El mismo Doctor Marañón tiene una anécdota muy aleccionadora. El Papa Pío XII asombró a todos con aquella su actividad pasmosa, y era la admiración de todo el mundo. Cuatro años antes de su muerte, a sus setenta y ocho de edad, cayó gravemente enfermo y se levantó un clamor universal en favor de su salud. Todos pedían, incluidos tantos médicos:
– ¡Por favor, que el Papa no trabaje tanto!
Fue entonces cuando Don Gregorio dijo:
– Pero, ¿quién da al Papa ese consejo tan desacertado?
Sabía lo que se decía. El Papa se restableció, y pronto siguió con su vida de siempre: trabajando cada día más, hasta completar los ochenta y dos años y medio de una vida aprovechadísima.
Esto le ocurre a cualquier persona madura, que, con régimen moderado en el comer y beber, se da también a un trabajo que no le obliga, y, por lo mismo, tampoco le preocupa.
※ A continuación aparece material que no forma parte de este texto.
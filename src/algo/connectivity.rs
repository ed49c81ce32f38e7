//! Edge and node connectivity.
//!
//! Structural shortcuts come first (minimum degree one, bridges, articulation
//! points, complete graphs). Otherwise unit-capacity max-flow runs from the
//! minimum-degree node, each flow cut off at the best value found so far.

use crate::graph::TopologyGraph;
use std::collections::VecDeque;

/// Residual network with paired forward/backward arcs.
struct FlowNetwork {
    head: Vec<Vec<usize>>,
    to: Vec<usize>,
    cap: Vec<u32>,
    initial: Vec<u32>,
}

impl FlowNetwork {
    fn new(nodes: usize) -> Self {
        Self {
            head: vec![Vec::new(); nodes],
            to: Vec::new(),
            cap: Vec::new(),
            initial: Vec::new(),
        }
    }

    /// Arc `u -> v` with capacity `c` and its reverse with capacity `rc`.
    fn add_arc(&mut self, u: usize, v: usize, c: u32, rc: u32) {
        self.head[u].push(self.to.len());
        self.to.push(v);
        self.initial.push(c);
        self.head[v].push(self.to.len());
        self.to.push(u);
        self.initial.push(rc);
    }

    /// Augment along shortest paths until `cutoff` units flow or none remain.
    fn max_flow(&mut self, s: usize, t: usize, cutoff: usize) -> usize {
        self.cap.clone_from(&self.initial);
        let n = self.head.len();
        let mut flow = 0;
        let mut parent_arc = vec![usize::MAX; n];
        let mut queue = VecDeque::new();
        while flow < cutoff {
            parent_arc.iter_mut().for_each(|p| *p = usize::MAX);
            queue.clear();
            queue.push_back(s);
            let mut found = false;
            'bfs: while let Some(u) = queue.pop_front() {
                for &arc in &self.head[u] {
                    let v = self.to[arc];
                    if self.cap[arc] > 0 && v != s && parent_arc[v] == usize::MAX {
                        parent_arc[v] = arc;
                        if v == t {
                            found = true;
                            break 'bfs;
                        }
                        queue.push_back(v);
                    }
                }
            }
            if !found {
                break;
            }
            let mut v = t;
            while v != s {
                let arc = parent_arc[v];
                self.cap[arc] -= 1;
                self.cap[arc ^ 1] += 1;
                v = self.to[arc ^ 1];
            }
            flow += 1;
        }
        flow
    }
}

/// Bridge and articulation-point presence from one iterative lowlink DFS.
fn cut_structure(g: &TopologyGraph) -> (bool, bool) {
    let n = g.node_count();
    let mut disc = vec![usize::MAX; n];
    let mut low = vec![0usize; n];
    let mut has_bridge = false;
    let mut has_articulation = false;
    let mut timer = 0;

    for root in 0..n {
        if disc[root] != usize::MAX {
            continue;
        }
        disc[root] = timer;
        low[root] = timer;
        timer += 1;
        let mut root_children = 0;
        // (node, parent, next neighbor position)
        let mut stack: Vec<(usize, usize, usize)> = vec![(root, usize::MAX, 0)];
        while let Some(top) = stack.len().checked_sub(1) {
            let (u, parent, next) = stack[top];
            if let Some(&v) = g.neighbors(u).get(next) {
                stack[top].2 += 1;
                if v == parent {
                    continue;
                }
                if disc[v] == usize::MAX {
                    disc[v] = timer;
                    low[v] = timer;
                    timer += 1;
                    if u == root {
                        root_children += 1;
                    }
                    stack.push((v, u, 0));
                } else {
                    low[u] = low[u].min(disc[v]);
                }
            } else {
                stack.pop();
                if parent != usize::MAX {
                    low[parent] = low[parent].min(low[u]);
                    if low[u] > disc[parent] {
                        has_bridge = true;
                    }
                    if parent != root && low[u] >= disc[parent] {
                        has_articulation = true;
                    }
                }
            }
        }
        if root_children > 1 {
            has_articulation = true;
        }
    }
    (has_bridge, has_articulation)
}

fn is_complete(g: &TopologyGraph) -> bool {
    let n = g.node_count();
    n > 0 && g.edge_count() == n * (n - 1) / 2
}

/// Minimum number of edges whose removal disconnects the graph.
pub fn edge_connectivity(g: &TopologyGraph) -> usize {
    let n = g.node_count();
    if n <= 1 || !g.is_connected() {
        return 0;
    }
    let min_degree = g.min_degree();
    if min_degree == 1 || is_complete(g) {
        return min_degree;
    }
    let (has_bridge, _) = cut_structure(g);
    if has_bridge {
        return 1;
    }

    let mut net = FlowNetwork::new(n);
    for (u, v) in g.edges() {
        net.add_arc(u, v, 1, 1);
    }
    let Some(s) = g.min_degree_node() else {
        return 0;
    };
    let mut best = min_degree;
    for t in (0..n).filter(|&t| t != s) {
        best = best.min(net.max_flow(s, t, best));
        if best <= 1 {
            break;
        }
    }
    best
}

/// Local vertex connectivity between non-adjacent `x` and `y` on the split graph.
fn local_node_connectivity(net: &mut FlowNetwork, x: usize, y: usize, cutoff: usize) -> usize {
    // node u becomes u_in = 2u, u_out = 2u + 1
    net.max_flow(2 * x + 1, 2 * y, cutoff)
}

fn split_network(g: &TopologyGraph) -> FlowNetwork {
    let n = g.node_count();
    let big = n as u32;
    let mut net = FlowNetwork::new(2 * n);
    for u in 0..n {
        net.add_arc(2 * u, 2 * u + 1, 1, 0);
    }
    for (u, v) in g.edges() {
        net.add_arc(2 * u + 1, 2 * v, big, 0);
        net.add_arc(2 * v + 1, 2 * u, big, 0);
    }
    net
}

/// Minimum number of nodes whose removal disconnects the graph
/// (`n - 1` for complete graphs).
pub fn node_connectivity(g: &TopologyGraph) -> usize {
    let n = g.node_count();
    if n <= 1 || !g.is_connected() {
        return 0;
    }
    if is_complete(g) {
        return n - 1;
    }
    let min_degree = g.min_degree();
    if min_degree == 1 {
        return 1;
    }
    let (_, has_articulation) = cut_structure(g);
    if has_articulation {
        return 1;
    }

    let Some(s) = g.min_degree_node() else {
        return 0;
    };
    let mut net = split_network(g);
    let mut best = min_degree;
    for t in (0..n).filter(|&t| t != s && !g.has_edge(s, t)) {
        best = best.min(local_node_connectivity(&mut net, s, t, best));
        if best <= 1 {
            return best;
        }
    }
    let ns = g.neighbors(s);
    for (i, &x) in ns.iter().enumerate() {
        for &y in &ns[i + 1..] {
            if !g.has_edge(x, y) {
                best = best.min(local_node_connectivity(&mut net, x, y, best));
                if best <= 1 {
                    return best;
                }
            }
        }
    }
    best
}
Esa persona pensionada tiene segura la vida con una justa jubilación, pero no pierde la ilusión de un trabajo que le mantiene siempre joven.
El que llega a los ochenta años así de sano y con ilusiones todavía de hacer algo —algo, algo, por poco que sea, según sus fuerzas— no es un anciano o un anciana de ochenta años precisamente. Es un joven de cuatro veces veinte años, que es una cosa muy diferente…
¡La jubilación, bendita jubilación! Sí, bendita.
Pero tiene en sus manos un arma peligrosa, como es el machete de la vagancia. Quitémosle con energía ese machete con el que podría cortar prematuramente nuestras vidas… Si lo conseguimos, la vida se nos alarga, se nos alarga…, y la ancianidad se pasa mucho más feliz.